▶ [Required work]: From the data below, retype exactly the lines starting with the one that contains "filename crates/regolith-viewer/src/orbit.rs" and ending with the one that contains "let x = (t +", both included.

---*---

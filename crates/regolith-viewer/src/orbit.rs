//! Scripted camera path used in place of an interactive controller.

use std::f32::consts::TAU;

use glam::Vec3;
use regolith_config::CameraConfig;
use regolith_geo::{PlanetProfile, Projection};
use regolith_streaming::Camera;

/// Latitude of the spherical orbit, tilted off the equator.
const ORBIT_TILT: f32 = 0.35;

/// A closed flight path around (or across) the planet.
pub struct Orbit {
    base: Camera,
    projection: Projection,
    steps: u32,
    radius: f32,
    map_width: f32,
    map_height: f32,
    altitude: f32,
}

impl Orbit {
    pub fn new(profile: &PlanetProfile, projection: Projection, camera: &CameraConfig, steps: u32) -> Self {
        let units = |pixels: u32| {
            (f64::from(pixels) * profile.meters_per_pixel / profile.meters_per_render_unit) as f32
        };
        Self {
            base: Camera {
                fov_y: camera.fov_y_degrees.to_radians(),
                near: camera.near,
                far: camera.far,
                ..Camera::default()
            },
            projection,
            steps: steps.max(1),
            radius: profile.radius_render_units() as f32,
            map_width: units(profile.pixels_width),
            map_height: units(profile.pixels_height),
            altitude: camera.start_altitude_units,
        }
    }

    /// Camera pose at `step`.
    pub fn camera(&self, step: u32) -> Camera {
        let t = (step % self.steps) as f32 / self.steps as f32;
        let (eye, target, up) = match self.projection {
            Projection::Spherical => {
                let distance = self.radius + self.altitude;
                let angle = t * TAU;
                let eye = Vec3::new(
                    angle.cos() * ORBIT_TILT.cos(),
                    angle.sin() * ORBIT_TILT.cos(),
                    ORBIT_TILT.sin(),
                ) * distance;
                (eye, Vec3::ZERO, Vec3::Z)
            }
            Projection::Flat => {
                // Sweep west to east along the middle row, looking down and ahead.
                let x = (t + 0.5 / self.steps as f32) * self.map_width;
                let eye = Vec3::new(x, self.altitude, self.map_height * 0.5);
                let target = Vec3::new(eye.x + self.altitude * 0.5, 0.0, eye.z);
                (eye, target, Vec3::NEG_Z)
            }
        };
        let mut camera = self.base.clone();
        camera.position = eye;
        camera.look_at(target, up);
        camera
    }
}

---*---

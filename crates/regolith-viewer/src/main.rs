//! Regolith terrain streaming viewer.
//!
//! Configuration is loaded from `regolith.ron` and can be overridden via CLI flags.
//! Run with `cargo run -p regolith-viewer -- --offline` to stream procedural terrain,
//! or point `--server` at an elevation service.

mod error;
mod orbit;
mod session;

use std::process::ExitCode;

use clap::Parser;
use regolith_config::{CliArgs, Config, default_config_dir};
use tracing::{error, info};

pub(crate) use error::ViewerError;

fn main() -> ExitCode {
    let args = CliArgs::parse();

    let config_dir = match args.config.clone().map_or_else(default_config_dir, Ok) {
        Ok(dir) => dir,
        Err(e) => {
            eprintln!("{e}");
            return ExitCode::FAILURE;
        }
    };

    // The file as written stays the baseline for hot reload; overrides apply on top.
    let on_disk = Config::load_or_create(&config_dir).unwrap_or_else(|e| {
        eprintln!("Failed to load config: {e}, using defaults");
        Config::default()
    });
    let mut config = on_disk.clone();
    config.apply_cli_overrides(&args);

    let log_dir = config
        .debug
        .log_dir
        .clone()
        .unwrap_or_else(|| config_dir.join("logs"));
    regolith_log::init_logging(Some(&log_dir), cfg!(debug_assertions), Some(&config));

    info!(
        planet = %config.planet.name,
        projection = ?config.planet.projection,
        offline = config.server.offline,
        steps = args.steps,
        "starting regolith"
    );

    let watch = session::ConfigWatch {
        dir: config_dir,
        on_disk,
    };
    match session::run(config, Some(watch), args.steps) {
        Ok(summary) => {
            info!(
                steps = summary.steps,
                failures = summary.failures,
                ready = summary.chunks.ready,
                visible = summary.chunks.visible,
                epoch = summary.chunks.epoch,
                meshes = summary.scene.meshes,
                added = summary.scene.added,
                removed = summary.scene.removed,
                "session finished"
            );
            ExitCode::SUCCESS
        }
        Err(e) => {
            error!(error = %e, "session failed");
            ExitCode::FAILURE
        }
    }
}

---*---

▶ [Exercise solution]:
filename crates/regolith-viewer/src/orbit.rs
//! Scripted camera path used in place of an interactive controller.

use std::f32::consts::TAU;

use glam::Vec3;
use regolith_config::CameraConfig;
use regolith_geo::{PlanetProfile, Projection};
use regolith_streaming::Camera;

/// Latitude of the spherical orbit, tilted off the equator.
const ORBIT_TILT: f32 = 0.35;

/// A closed flight path around (or across) the planet.
pub struct Orbit {
    base: Camera,
    projection: Projection,
    steps: u32,
    radius: f32,
    map_width: f32,
    map_height: f32,
    altitude: f32,
}

impl Orbit {
    pub fn new(profile: &PlanetProfile, projection: Projection, camera: &CameraConfig, steps: u32) -> Self {
        let units = |pixels: u32| {
            (f64::from(pixels) * profile.meters_per_pixel / profile.meters_per_render_unit) as f32
        };
        Self {
            base: Camera {
                fov_y: camera.fov_y_degrees.to_radians(),
                near: camera.near,
                far: camera.far,
                ..Camera::default()
            },
            projection,
            steps: steps.max(1),
            radius: profile.radius_render_units() as f32,
            map_width: units(profile.pixels_width),
            map_height: units(profile.pixels_height),
            altitude: camera.start_altitude_units,
        }
    }

    /// Camera pose at `step`.
    pub fn camera(&self, step: u32) -> Camera {
        let t = (step % self.steps) as f32 / self.steps as f32;
        let (eye, target, up) = match self.projection {
            Projection::Spherical => {
                let distance = self.radius + self.altitude;
                let angle = t * TAU;
                let eye = Vec3::new(
                    angle.cos() * ORBIT_TILT.cos(),
                    angle.sin() * ORBIT_TILT.cos(),
                    ORBIT_TILT.sin(),
                ) * distance;
                (eye, Vec3::ZERO, Vec3::Z)
            }
            Projection::Flat => {
                // Sweep west to east along the middle row, looking down and ahead.
                let x = (t + 0.5 / self.steps as f32) * self.map_width;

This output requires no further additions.